Requirement -
Every line in the material below that includes "with" should be copied.
——————
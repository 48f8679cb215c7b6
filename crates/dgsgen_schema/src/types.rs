//! Type graph nodes.

use crate::federation::KeyField;
use crate::value::DefaultValue;
use std::fmt;

/// Index of a type in the [`TypeGraph`](crate::TypeGraph).
#[derive(Debug, Clone, Copy, PartialEq, Eq, Hash, PartialOrd, Ord)]
pub struct TypeId(u32);

impl TypeId {
    /// Creates a `TypeId` from a raw value.
    pub const fn from_raw(value: u32) -> Self {
        Self(value)
    }

    /// Returns the raw value.
    pub const fn as_raw(self) -> u32 {
        self.0
    }

    /// Returns the index into the graph's node table.
    pub const fn index(self) -> usize {
        self.0 as usize
    }
}

/// The kind of a type definition.
#[derive(Debug, Clone, Copy, PartialEq, Eq, Hash)]
pub enum TypeKind {
    Object,
    Interface,
    Union,
    Enum,
    Input,
    Scalar,
}

impl TypeKind {
    /// The SDL keyword for this kind.
    #[must_use]
    pub const fn keyword(self) -> &'static str {
        match self {
            Self::Object => "type",
            Self::Interface => "interface",
            Self::Union => "union",
            Self::Enum => "enum",
            Self::Input => "input",
            Self::Scalar => "scalar",
        }
    }

    /// Objects, interfaces and unions: types that are selected with a sub-selection.
    #[must_use]
    pub const fn is_composite(self) -> bool {
        matches!(self, Self::Object | Self::Interface | Self::Union)
    }

    /// Interfaces and unions.
    #[must_use]
    pub const fn is_abstract(self) -> bool {
        matches!(self, Self::Interface | Self::Union)
    }

    /// Types allowed in argument and input field positions.
    #[must_use]
    pub const fn is_input(self) -> bool {
        matches!(self, Self::Input | Self::Enum | Self::Scalar)
    }
}

/// A type reference such as `[[String!]]!`.
///
/// Declarations carry the base type by name; the graph carries it by [`TypeId`].
#[derive(Debug, Clone, PartialEq, Eq, Hash)]
pub enum TypeRef<T = TypeId> {
    Named { base: T, nullable: bool },
    List { item: Box<TypeRef<T>>, nullable: bool },
}

impl<T> TypeRef<T> {
    /// A nullable named reference.
    pub fn named(base: T) -> Self {
        Self::Named {
            base,
            nullable: true,
        }
    }

    /// A nullable list of `item`.
    pub fn list(item: TypeRef<T>) -> Self {
        Self::List {
            item: Box::new(item),
            nullable: true,
        }
    }

    /// Marks this reference non-null.
    #[must_use]
    pub fn non_null(self) -> Self {
        match self {
            Self::Named { base, .. } => Self::Named {
                base,
                nullable: false,
            },
            Self::List { item, .. } => Self::List {
                item,
                nullable: false,
            },
        }
    }

    #[must_use]
    pub fn is_nullable(&self) -> bool {
        match self {
            Self::Named { nullable, .. } | Self::List { nullable, .. } => *nullable,
        }
    }

    #[must_use]
    pub fn is_list(&self) -> bool {
        matches!(self, Self::List { .. })
    }

    /// The innermost named type.
    pub fn base(&self) -> &T {
        match self {
            Self::Named { base, .. } => base,
            Self::List { item, .. } => item.base(),
        }
    }

    /// The element type of a list reference.
    pub fn item(&self) -> Option<&TypeRef<T>> {
        match self {
            Self::List { item, .. } => Some(item),
            Self::Named { .. } => None,
        }
    }

    /// Number of list wrappers.
    pub fn list_depth(&self) -> usize {
        match self {
            Self::Named { .. } => 0,
            Self::List { item, .. } => 1 + item.list_depth(),
        }
    }

    /// Rebuilds the reference with a different base, failing on the first error.
    pub fn try_map<U, E>(&self, f: &mut impl FnMut(&T) -> Result<U, E>) -> Result<TypeRef<U>, E> {
        Ok(match self {
            Self::Named { base, nullable } => TypeRef::Named {
                base: f(base)?,
                nullable: *nullable,
            },
            Self::List { item, nullable } => TypeRef::List {
                item: Box::new(item.try_map(f)?),
                nullable: *nullable,
            },
        })
    }

    /// Renders the reference in SDL syntax using `name` for the base type.
    pub fn render(&self, name: &impl Fn(&T) -> String) -> String {
        let inner = match self {
            Self::Named { base, .. } => name(base),
            Self::List { item, .. } => format!("[{}]", item.render(name)),
        };
        if self.is_nullable() {
            inner
        } else {
            format!("{inner}!")
        }
    }
}

impl fmt::Display for TypeRef<String> {
    fn fmt(&self, f: &mut fmt::Formatter<'_>) -> fmt::Result {
        f.write_str(&self.render(&|name: &String| name.clone()))
    }
}

/// A type in the graph.
#[derive(Debug, Clone, PartialEq)]
pub struct TypeNode {
    pub id: TypeId,
    pub name: String,
    pub kind: TypeKind,
    pub description: Option<String>,
    /// Fields of objects, interfaces and inputs in declaration order.
    pub fields: Vec<FieldNode>,
    /// Directly implemented interfaces.
    pub interfaces: Vec<TypeId>,
    /// Union members.
    pub members: Vec<TypeId>,
    pub enum_values: Vec<EnumValueNode>,
    /// The target-language type this name is mapped to, if any.
    pub mapped: Option<String>,
    /// Built-in scalar (`String`, `Int`, `Float`, `Boolean`, `ID`).
    pub builtin: bool,
    /// Marked `@skipcodegen`.
    pub skip: bool,
    /// Merged `@key` selections of a federated entity; empty otherwise.
    pub keys: Vec<KeyField>,
}

impl TypeNode {
    /// Looks up a field by schema name.
    #[must_use]
    pub fn field(&self, name: &str) -> Option<&FieldNode> {
        self.fields.iter().find(|f| f.name == name)
    }

    #[must_use]
    pub fn is_mapped(&self) -> bool {
        self.mapped.is_some()
    }

    /// Whether the type is a federated entity.
    #[must_use]
    pub fn is_entity(&self) -> bool {
        !self.keys.is_empty()
    }
}

/// A field of an object, interface or input type.
#[derive(Debug, Clone, PartialEq)]
pub struct FieldNode {
    pub name: String,
    pub ty: TypeRef,
    pub arguments: Vec<ArgumentNode>,
    pub description: Option<String>,
    /// Default literal, input fields only.
    pub default_value: Option<DefaultValue>,
    pub deprecation: Option<String>,
    pub skip: bool,
}

/// An argument of a field.
#[derive(Debug, Clone, PartialEq)]
pub struct ArgumentNode {
    pub name: String,
    pub ty: TypeRef,
    pub default_value: Option<DefaultValue>,
    pub description: Option<String>,
}

/// A value of an enum type.
#[derive(Debug, Clone, PartialEq, Eq)]
pub struct EnumValueNode {
    pub name: String,
    pub description: Option<String>,
    pub deprecation: Option<String>,
}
——————
Written solution -
    /// Objects, interfaces and unions: types that are selected with a sub-selection.
    /// Rebuilds the reference with a different base, failing on the first error.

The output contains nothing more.